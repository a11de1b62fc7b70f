/*
    This module runs line-oriented task scripts: grammar definitions,
    string generation, derivation rendering and membership checks
*/

mod reader;

use std::collections::HashSet;
use std::fmt::Display;
use std::fs::File;
use std::io::{self, BufRead, BufReader};
use std::path::Path;

use itertools::Itertools;
use log::{debug, info};

use crate::derivation::{self, DERIVATION_DEPTH, RECOGNITION_DEPTH};
use crate::error_handling::{Error, ErrorType, Location};
use crate::grammar::{Grammar, Productions, EPSILON};
use reader::TaskReader;

#[derive(Debug)]
pub enum TaskErrorType {
    // A line outside any block that is not a task header
    UnknownTask(String),
    // The script ended in the middle of a block
    UnexpectedEnd,
    // A parameter line that should hold an integer does not
    InvalidNumber(String),
    // A production rule line without the -> separator
    MissingArrow(String),
    // There was an issue with reading the script
    FileError(io::Error),
}

impl ErrorType for TaskErrorType {}

impl PartialEq for TaskErrorType {
    fn eq(&self, other: &Self) -> bool {
        if let TaskErrorType::FileError(a) = self {
            if let TaskErrorType::FileError(b) = other {
                return a.kind() == b.kind();
            }
        }
        return std::mem::discriminant(self) == std::mem::discriminant(other);
    }
}

impl Display for TaskErrorType {
    fn fmt(&self, f: &mut std::fmt::Formatter<'_>) -> std::fmt::Result {
        match self {
            TaskErrorType::UnknownTask(line) => write!(f, "Expected a task header, found `{}`", line),
            TaskErrorType::UnexpectedEnd => write!(f, "Script ended in the middle of a task block"),
            TaskErrorType::InvalidNumber(line) => write!(f, "Expected a number, found `{}`", line),
            TaskErrorType::MissingArrow(line) => write!(f, "Expected `->` in production rule `{}`", line),
            TaskErrorType::FileError(e) => write!(f, "File error: {}", e),
        }
    }
}

pub type TaskError = Error<TaskErrorType>;
pub type TaskResult<T> = std::result::Result<T, TaskError>;

fn io_error(error: io::Error, file: &Path) -> TaskError {
    Error {
        location: Location::whole_file(file),
        error: TaskErrorType::FileError(error),
    }
}

pub fn run_file(path: &Path, max_attempts: u32) -> TaskResult<()> {
    let file = File::open(path).map_err(|e| io_error(e, path))?;
    let mut session = Session::new(max_attempts);
    return session.run(BufReader::new(file), path);
}

// Holds the working grammar across task blocks. A definition replaces
// it only after validating, so a rejected definition leaves the last
// valid grammar in place.
pub struct Session {
    grammar: Option<Grammar>,
    defined: usize,
    max_attempts: u32,
}

impl Session {
    pub fn new(max_attempts: u32) -> Self {
        Session {
            grammar: None,
            defined: 0,
            max_attempts,
        }
    }

    pub fn run<R: BufRead>(&mut self, input: R, path: &Path) -> TaskResult<()> {
        let mut reader = TaskReader::new(input, path);

        while let Some(line) = reader.next_line()? {
            if line.is_empty() {
                continue;
            }
            let Some(number) = task_number(&line) else {
                return Err(reader.error(TaskErrorType::UnknownTask(line)));
            };
            debug!("running task{} at {}", number, reader.location());

            match number {
                1 => self.define_grammar(&mut reader)?,
                2 => self.generate_strings(&mut reader)?,
                3 => self.show_derivation(&mut reader)?,
                4 => self.check_membership(&mut reader)?,
                _ => self.run_showcase(),
            }
        }

        Ok(())
    }

    // task1: read a grammar definition block; it becomes the working
    // grammar only if it validates
    fn define_grammar<R: BufRead>(&mut self, reader: &mut TaskReader<R>) -> TaskResult<()> {
        let grammar = parse_grammar_block(reader)?;
        self.defined += 1;

        match grammar.validate() {
            Ok(()) => {
                info!("grammar #{} accepted as the working grammar", self.defined);
                println!("{}", grammar);
                self.grammar = Some(grammar);
            }
            Err(error) => {
                println!("Error: invalid CFG definition for grammar #{}: {}", self.defined, error);
                println!("Invalid CFG, continuing with the latest valid CFG");
            }
        }

        Ok(())
    }

    // task2: a string count line and a max length line, both clamped
    fn generate_strings<R: BufRead>(&mut self, reader: &mut TaskReader<R>) -> TaskResult<()> {
        let count = clamp_limit(reader.expect_number()?);
        let max_length = clamp_limit(reader.expect_number()?);

        let Some(grammar) = &self.grammar else {
            println!("No valid CFG provided");
            return Ok(());
        };
        for _ in 0..count {
            print_generated(grammar.generate(max_length, self.max_attempts), max_length, self.max_attempts);
        }

        Ok(())
    }

    // task3: one target line, which may be blank for the empty string
    fn show_derivation<R: BufRead>(&mut self, reader: &mut TaskReader<R>) -> TaskResult<()> {
        let target = reader.expect_raw_line()?;

        let Some(grammar) = &self.grammar else {
            println!("No valid CFG provided");
            return Ok(());
        };
        match grammar.derive(&target, DERIVATION_DEPTH) {
            Some(found) => println!("{}", derivation::render(&found)),
            None => println!("No leftmost derivation found for '{}'", target),
        }

        Ok(())
    }

    // task4: a target count line, then that many target lines
    fn check_membership<R: BufRead>(&mut self, reader: &mut TaskReader<R>) -> TaskResult<()> {
        let count = reader.expect_number()?.max(0);

        for _ in 0..count {
            let target = reader.expect_raw_line()?;
            match &self.grammar {
                Some(grammar) => println!("{}", grammar.recognizes(&target, RECOGNITION_DEPTH)),
                None => println!("No valid CFG provided"),
            }
        }

        Ok(())
    }

    // task5: exercise the built-in example grammar
    fn run_showcase(&self) {
        let grammar = showcase_grammar();

        println!("{}", grammar);
        print_generated(grammar.generate(10, self.max_attempts), 10, self.max_attempts);
        println!("{}", grammar.recognizes(&"abc".repeat(12), RECOGNITION_DEPTH));
    }
}

fn task_number(line: &str) -> Option<u32> {
    line.strip_prefix("task")
        .and_then(|rest| rest.parse().ok())
        .filter(|number| (1..=5).contains(number))
}

// Task parameters are clamped rather than rejected
fn clamp_limit(requested: i64) -> usize {
    requested.clamp(1, 10) as usize
}

fn print_generated(generated: Option<String>, max_length: usize, max_attempts: u32) {
    match generated {
        Some(string) if string.is_empty() => println!("{}", EPSILON),
        Some(string) => println!("{}", string),
        None => println!(
            "Warning: could not generate a string of max length {} after {} attempts",
            max_length, max_attempts
        ),
    }
}

fn showcase_grammar() -> Grammar {
    Grammar::new(
        HashSet::from(["S".to_string()]),
        HashSet::from(["a".to_string(), "b".to_string(), "c".to_string()]),
        Productions::from([("S".to_string(), vec!["abcS".to_string(), String::new()])]),
        "S".to_string(),
    )
}

// Reads the body of a task1 block, between the header and END
fn parse_grammar_block<R: BufRead>(reader: &mut TaskReader<R>) -> TaskResult<Grammar> {
    let mut non_terminals = HashSet::new();
    let mut terminals = HashSet::new();
    let mut start_symbol = String::new();
    let mut productions = Productions::new();

    loop {
        let line = reader.expect_raw_line()?;
        if line == "END" {
            break;
        }
        if line.is_empty() {
            continue;
        }

        if let Some(rest) = line.strip_prefix("NON_TERMINALS:") {
            non_terminals.extend(split_symbols(rest));
        } else if let Some(rest) = line.strip_prefix("TERMINALS:") {
            terminals.extend(split_symbols(rest));
        } else if let Some(rest) = line.strip_prefix("START_SYMBOL:") {
            start_symbol = rest.trim().to_string();
        } else if line.starts_with("PRODUCTION_RULES:") {
            parse_production_rules(reader, &mut productions)?;
        }
        // Anything else inside the block is ignored
    }

    return Ok(Grammar::new(non_terminals, terminals, productions, start_symbol));
}

fn parse_production_rules<R: BufRead>(
    reader: &mut TaskReader<R>,
    productions: &mut Productions,
) -> TaskResult<()> {
    loop {
        let line = reader.expect_raw_line()?;
        if line == "END_PRODUCTION_RULES" {
            return Ok(());
        }
        if line.is_empty() {
            continue;
        }

        let (left, right) = match line.split_once("->") {
            Some(sides) => sides,
            None => return Err(reader.error(TaskErrorType::MissingArrow(line))),
        };
        let alternatives = right
            .split('|')
            .map(|alternative| alternative.trim().to_string())
            .collect_vec();
        productions.entry(left.trim().to_string()).or_default().extend(alternatives);
    }
}

// Symbol lists are comma separated; stray empty entries are dropped so
// a trailing comma cannot smuggle in the forbidden empty symbol
fn split_symbols(list: &str) -> impl Iterator<Item = String> + '_ {
    list.split(',')
        .map(str::trim)
        .filter(|symbol| !symbol.is_empty())
        .map(String::from)
}

#[cfg(test)]
mod tests {
    use std::io::Cursor;

    use super::*;

    fn run_script(script: &str) -> (Session, TaskResult<()>) {
        let mut session = Session::new(100);
        let result = session.run(Cursor::new(script), Path::new("test_script"));
        (session, result)
    }

    #[test]
    fn task_headers_parse() {
        assert_eq!(task_number("task1"), Some(1));
        assert_eq!(task_number("task5"), Some(5));
        assert_eq!(task_number("task6"), None);
        assert_eq!(task_number("task12"), None);
        assert_eq!(task_number("task"), None);
        assert_eq!(task_number("granular"), None);
    }

    #[test]
    fn limits_are_clamped() {
        assert_eq!(clamp_limit(-3), 1);
        assert_eq!(clamp_limit(0), 1);
        assert_eq!(clamp_limit(7), 7);
        assert_eq!(clamp_limit(15), 10);
    }

    #[test]
    fn definition_block_builds_the_grammar() {
        let script = "task1\n\
            NON_TERMINALS: S\n\
            TERMINALS: a, b, c\n\
            START_SYMBOL: S\n\
            PRODUCTION_RULES:\n\
            S -> abcS |\n\
            END_PRODUCTION_RULES\n\
            END\n";
        let (session, result) = run_script(script);

        result.unwrap();
        let grammar = session.grammar.unwrap();
        assert_eq!(grammar.start_symbol, "S");
        assert_eq!(grammar.terminals.len(), 3);
        assert_eq!(grammar.productions["S"], vec!["abcS".to_string(), String::new()]);
    }

    #[test]
    fn rejected_definitions_keep_the_previous_grammar() {
        let script = "task1\n\
            NON_TERMINALS: S\n\
            TERMINALS: a, b, c\n\
            START_SYMBOL: S\n\
            PRODUCTION_RULES:\n\
            S -> abcS |\n\
            END_PRODUCTION_RULES\n\
            END\n\
            task1\n\
            NON_TERMINALS: X\n\
            TERMINALS: x\n\
            START_SYMBOL: Y\n\
            PRODUCTION_RULES:\n\
            X -> x\n\
            END_PRODUCTION_RULES\n\
            END\n";
        let (session, result) = run_script(script);

        result.unwrap();
        assert_eq!(session.defined, 2);
        assert_eq!(session.grammar.unwrap().start_symbol, "S");
    }

    #[test]
    fn unknown_lines_are_errors() {
        let (_, result) = run_script("task9\n");
        let error = result.unwrap_err();

        assert_eq!(error.error, TaskErrorType::UnknownTask("task9".to_string()));
        assert_eq!(error.location.line, 1);
    }

    #[test]
    fn truncated_blocks_are_errors() {
        let (_, result) = run_script("task1\nNON_TERMINALS: S\n");

        assert_eq!(result.unwrap_err().error, TaskErrorType::UnexpectedEnd);
    }

    #[test]
    fn production_rules_need_an_arrow() {
        let script = "task1\n\
            PRODUCTION_RULES:\n\
            S abcS\n";
        let (_, result) = run_script(script);

        assert_eq!(
            result.unwrap_err().error,
            TaskErrorType::MissingArrow("S abcS".to_string())
        );
    }

    #[test]
    fn tasks_without_a_grammar_still_consume_their_lines() {
        let script = "task3\nabc\n\
            task4\n1\nabc\n\
            task2\n2\n5\n";
        let (_, result) = run_script(script);

        result.unwrap();
    }

    #[test]
    fn showcase_grammar_is_valid() {
        let grammar = showcase_grammar();

        assert_eq!(grammar.validate(), Ok(()));
        assert!(grammar.recognizes(&"abc".repeat(12), RECOGNITION_DEPTH));
    }

    #[test]
    fn sample_script_runs_end_to_end() {
        let path = Path::new("example_data/sample_tasks.txt");
        let file = File::open(path).unwrap();
        let mut session = Session::new(100);

        session.run(BufReader::new(file), path).unwrap();

        let grammar = session.grammar.unwrap();
        assert_eq!(grammar.start_symbol, "S");
        assert_eq!(grammar.productions["S"], vec!["abcS".to_string(), String::new()]);
    }
}
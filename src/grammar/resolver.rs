/*
    Longest-match symbol resolution over undelimited symbol streams.
    Every position lookup and every sentential form rewrite in the
    crate goes through this module.
*/

use std::ops::Range;

// Finds the first symbol in a length-descending ordered list that is a
// prefix of the residual text, which makes it a longest match. Empty
// symbols never match, so a scan always makes progress.
pub fn match_leading_symbol<'a>(
    residual: &str,
    ordered_symbols: &'a [String],
) -> Option<(&'a str, usize)> {
    ordered_symbols
        .iter()
        .find(|symbol| !symbol.is_empty() && residual.starts_with(symbol.as_str()))
        .map(|symbol| (symbol.as_str(), symbol.len()))
}

// Strips the maximal run of leading symbols, longest match first, and
// returns the total stripped length together with the remaining suffix
pub fn strip_leading_symbols<'a>(form: &'a str, ordered_symbols: &[String]) -> (usize, &'a str) {
    let mut rest = form;
    let mut stripped = 0;

    while let Some((_, length)) = match_leading_symbol(rest, ordered_symbols) {
        stripped += length;
        rest = &rest[length..];
    }

    (stripped, rest)
}

// Repeatedly strips the longest leading symbol and returns the first
// residual no declared symbol matches, or None if the text reduces to
// nothing and is therefore fully tokenizable
pub fn untokenizable_suffix<'a>(text: &'a str, ordered_symbols: &[String]) -> Option<&'a str> {
    let mut rest = text;

    while !rest.is_empty() {
        match match_leading_symbol(rest, ordered_symbols) {
            Some((_, length)) => rest = &rest[length..],
            None => return Some(rest),
        }
    }

    None
}

// Replaces the [start, end) span of a matched symbol with a raw
// replacement string, producing the next sentential form
pub fn splice(form: &str, span: Range<usize>, replacement: &str) -> String {
    let mut next = String::with_capacity(form.len() - span.len() + replacement.len());
    next.push_str(&form[..span.start]);
    next.push_str(replacement);
    next.push_str(&form[span.end..]);
    next
}
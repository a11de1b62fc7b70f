use std::fmt::Display;
use std::path::{Path, PathBuf};

pub trait ErrorType: Display + PartialEq {}

// Where in an input script something happened. Line 0 refers to the
// file as a whole.
#[derive(Debug, PartialEq, Clone)]
pub struct Location {
    pub file: PathBuf,
    pub line: usize
}

impl Location {
    pub fn whole_file(file: &Path) -> Self {
        Location {
            file: file.to_path_buf(),
            line: 0
        }
    }
}

impl Display for Location {
    fn fmt(&self, f: &mut std::fmt::Formatter<'_>) -> std::fmt::Result {
        if self.line == 0 {
            write!(f, "{}", self.file.display())
        } else {
            write!(f, "{}:{}", self.file.display(), self.line)
        }
    }
}

#[derive(Debug, PartialEq)]
pub struct Error<T: ErrorType> {
    pub location: Location,
    pub error: T
}

impl<T: ErrorType> Display for Error<T> {
    fn fmt(&self, f: &mut std::fmt::Formatter<'_>) -> std::fmt::Result {
        write!(f, "\x1b[31;49;1m[{}]\x1b[39;49;1m  {}\x1b[0m", self.location, self.error)
    }
}
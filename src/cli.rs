use std::path::PathBuf;

use clap::Parser;

#[derive(Parser)]
#[command(version, about)]
pub struct Cli {
    /// File containing the task script
    pub file: PathBuf,

    /// Generation retries per requested string (default: 100)
    #[arg(short, long, value_name = "COUNT")]
    pub attempts: Option<u32>
}
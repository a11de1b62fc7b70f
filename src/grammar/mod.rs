/*
    This module stores context-free grammars whose symbols are
    multi-character strings written back to back with no delimiters
*/

pub mod resolver;

use std::cmp::Reverse;
use std::collections::{HashMap, HashSet};
use std::fmt::Display;

use itertools::Itertools;

// Printed in place of an empty alternative or sentential form
pub const EPSILON: &str = "ε";

// The right-hand-side alternatives of every non-terminal, each list
// kept in declaration order
pub type Productions = HashMap<String, Vec<String>>;

#[derive(Debug, PartialEq, Eq, Clone)]
pub enum GrammarError {
    IncompleteDefinition,
    StartSymbolNotDeclared(String),
    NonDisjointAlphabets(String),
    ProductionLeftSideInvalid(String),
    ProductionRightSideUntokenizable { left: String, residual: String },
}

impl Display for GrammarError {
    fn fmt(&self, f: &mut std::fmt::Formatter<'_>) -> std::fmt::Result {
        match self {
            GrammarError::IncompleteDefinition =>
                write!(f, "the definition is missing symbols, production rules or a start symbol"),
            GrammarError::StartSymbolNotDeclared(start) =>
                write!(f, "start symbol `{}` is not a declared non-terminal", start),
            GrammarError::NonDisjointAlphabets(symbol) =>
                write!(f, "symbol `{}` is declared both as a terminal and a non-terminal", symbol),
            GrammarError::ProductionLeftSideInvalid(left) =>
                write!(f, "production left side `{}` is not a declared non-terminal", left),
            GrammarError::ProductionRightSideUntokenizable { left, residual } =>
                write!(f, "production right side for `{}` contains unknown symbols at `{}`", left, residual),
        }
    }
}

#[derive(Debug)]
pub struct Grammar {
    pub non_terminals: HashSet<String>,
    pub terminals: HashSet<String>,
    pub productions: Productions,
    pub start_symbol: String,
    // Length-descending views of the alphabets, the order consumed by
    // longest-match resolution
    pub(crate) sorted_non_terminals: Vec<String>,
    pub(crate) sorted_terminals: Vec<String>,
}

impl Grammar {
    // Construction never fails; validate() decides whether the grammar
    // may be searched
    pub fn new(
        non_terminals: HashSet<String>,
        terminals: HashSet<String>,
        productions: Productions,
        start_symbol: String,
    ) -> Self {
        let sorted_non_terminals = sorted_by_length(&non_terminals);
        let sorted_terminals = sorted_by_length(&terminals);

        Grammar {
            non_terminals,
            terminals,
            productions,
            start_symbol,
            sorted_non_terminals,
            sorted_terminals,
        }
    }

    // Checks the structural invariants in order and surfaces the first
    // failure. Rejected grammars must not be handed to the searches.
    pub fn validate(&self) -> Result<(), GrammarError> {
        if self.non_terminals.is_empty()
            || self.terminals.is_empty()
            || self.start_symbol.is_empty()
            || self.productions.is_empty()
        {
            return Err(GrammarError::IncompleteDefinition);
        }

        if !self.non_terminals.contains(&self.start_symbol) {
            return Err(GrammarError::StartSymbolNotDeclared(self.start_symbol.clone()));
        }

        if let Some(shared) = self.non_terminals.intersection(&self.terminals).next() {
            return Err(GrammarError::NonDisjointAlphabets(shared.clone()));
        }

        for left in self.productions.keys() {
            if !self.non_terminals.contains(left) {
                return Err(GrammarError::ProductionLeftSideInvalid(left.clone()));
            }
        }

        // Right-hand sides must reduce to nothing under repeated
        // longest-match stripping over the combined alphabet
        let union: HashSet<String> = self.non_terminals.union(&self.terminals).cloned().collect();
        let all_symbols = sorted_by_length(&union);
        for (left, alternatives) in &self.productions {
            for right in alternatives {
                if let Some(residual) = resolver::untokenizable_suffix(right, &all_symbols) {
                    return Err(GrammarError::ProductionRightSideUntokenizable {
                        left: left.clone(),
                        residual: residual.to_string(),
                    });
                }
            }
        }

        Ok(())
    }
}

impl Display for Grammar {
    fn fmt(&self, f: &mut std::fmt::Formatter<'_>) -> std::fmt::Result {
        writeln!(f, "Terminals: {}", self.terminals.iter().sorted().join(", "))?;
        writeln!(f, "Non terminals: {}", self.non_terminals.iter().sorted().join(", "))?;
        writeln!(f, "Start Symbol: {}", self.start_symbol)?;
        write!(f, "Production Rules")?;

        for left in self.productions.keys().sorted() {
            let alternatives = self.productions[left]
                .iter()
                .map(|right| if right.is_empty() { EPSILON } else { right.as_str() })
                .join(" | ");
            write!(f, "\n{} -> {}", left, alternatives)?;
        }

        Ok(())
    }
}

// Stable length-descending sort, so equal-length symbols keep the
// set's iteration order within one process run
fn sorted_by_length(symbols: &HashSet<String>) -> Vec<String> {
    let mut sorted = symbols.iter().cloned().collect_vec();
    sorted.sort_by_key(|symbol| Reverse(symbol.len()));
    sorted
}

+===+

◆ Your goal ◆
Retype exactly the span of lines from the one with "next.push_str(replacement);" through the one with "#[arg(short, long, value_name"; include both ends and omit the rest of the material.

◆ Answer to this task ◆
    next.push_str(replacement);
    next.push_str(&form[span.end..]);
    next
}
repository a11de1b62fc7b70f
use std::fmt::Display;
use std::path::{Path, PathBuf};

pub trait ErrorType: Display + PartialEq {}

// Where in an input script something happened. Line 0 refers to the
// file as a whole.
#[derive(Debug, PartialEq, Clone)]
pub struct Location {
    pub file: PathBuf,
    pub line: usize
}

impl Location {
    pub fn whole_file(file: &Path) -> Self {
        Location {
            file: file.to_path_buf(),
            line: 0
        }
    }
}

impl Display for Location {
    fn fmt(&self, f: &mut std::fmt::Formatter<'_>) -> std::fmt::Result {
        if self.line == 0 {
            write!(f, "{}", self.file.display())
        } else {
            write!(f, "{}:{}", self.file.display(), self.line)
        }
    }
}

#[derive(Debug, PartialEq)]
pub struct Error<T: ErrorType> {
    pub location: Location,
    pub error: T
}

impl<T: ErrorType> Display for Error<T> {
    fn fmt(&self, f: &mut std::fmt::Formatter<'_>) -> std::fmt::Result {
        write!(f, "\x1b[31;49;1m[{}]\x1b[39;49;1m  {}\x1b[0m", self.location, self.error)
    }
}
filename src/cli.rs
use std::path::PathBuf;

use clap::Parser;

#[derive(Parser)]
#[command(version, about)]
pub struct Cli {
    /// File containing the task script
    pub file: PathBuf,

    /// Generation retries per requested string (default: 100)
    #[arg(short, long, value_name = "COUNT")]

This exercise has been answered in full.